- [Stored items]:
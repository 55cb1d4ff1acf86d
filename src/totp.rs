//! Time-based one-time passwords over the account's second-factor secret.

use std::time::{SystemTime, UNIX_EPOCH};

use hmac::{Hmac, Mac};
use sha1::Sha1;

const TIME_STEP: u64 = 30;
const DIGITS: u32 = 6;

/// Generates the TOTP code for one 30-second counter window.
pub fn code_at(secret: &[u8], counter: u64) -> Result<String, String> {
    let counter_bytes = counter.to_be_bytes();
    let mut mac =
        Hmac::<Sha1>::new_from_slice(secret).map_err(|_| "HMAC error")?;
    mac.update(&counter_bytes);
    let result = mac.finalize().into_bytes();

    let offset = (result[19] & 0x0f) as usize;
    let binary_code = ((result[offset] as u32 & 0x7f) << 24)
        | ((result[offset + 1] as u32) << 16)
        | ((result[offset + 2] as u32) << 8)
        | (result[offset + 3] as u32);

    let mut code = (binary_code % 10u32.pow(DIGITS)).to_string();

    // Ensure the code has the correct number of digits.
    while code.len() < DIGITS as usize {
        code.insert(0, '0');
    }

    Ok(code)
}

fn current_counter() -> u64 {
    SystemTime::now()
        .duration_since(UNIX_EPOCH)
        .unwrap_or_default()
        .as_secs()
        / TIME_STEP
}

/// Generates the TOTP code for the current window.
pub fn generate(secret: &[u8]) -> Result<String, String> {
    code_at(secret, current_counter())
}

/// Check a client-computed code, accepting the current and the previous
/// window to tolerate clock skew.
pub fn verify(secret: &[u8], code: &str) -> bool {
    let counter = current_counter();

    [counter, counter.saturating_sub(1)].iter().any(|c| {
        code_at(secret, *c)
            .map(|expected| crate::crypto::constant_time_eq(&expected, code))
            .unwrap_or(false)
    })
}

/// Provisioning URL consumed by authenticator apps.
pub fn otpauth_url(app_name: &str, username: &str, secret: &[u8]) -> String {
    let encoded = base32::encode(
        base32::Alphabet::Rfc4648 { padding: false },
        secret,
    );
    format!(
        "otpauth://totp/{app_name}:{username}?secret={encoded}&issuer={app_name}"
    )
}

- [Your objective]: Check each line of the data above for the word "offset" and copy the ones where it is found.

- [Answer area]:
    let offset = (result[19] & 0x0f) as usize;
    let binary_code = ((result[offset] as u32 & 0x7f) << 24)
        | ((result[offset + 1] as u32) << 16)
        | ((result[offset + 2] as u32) << 8)
        | (result[offset + 3] as u32);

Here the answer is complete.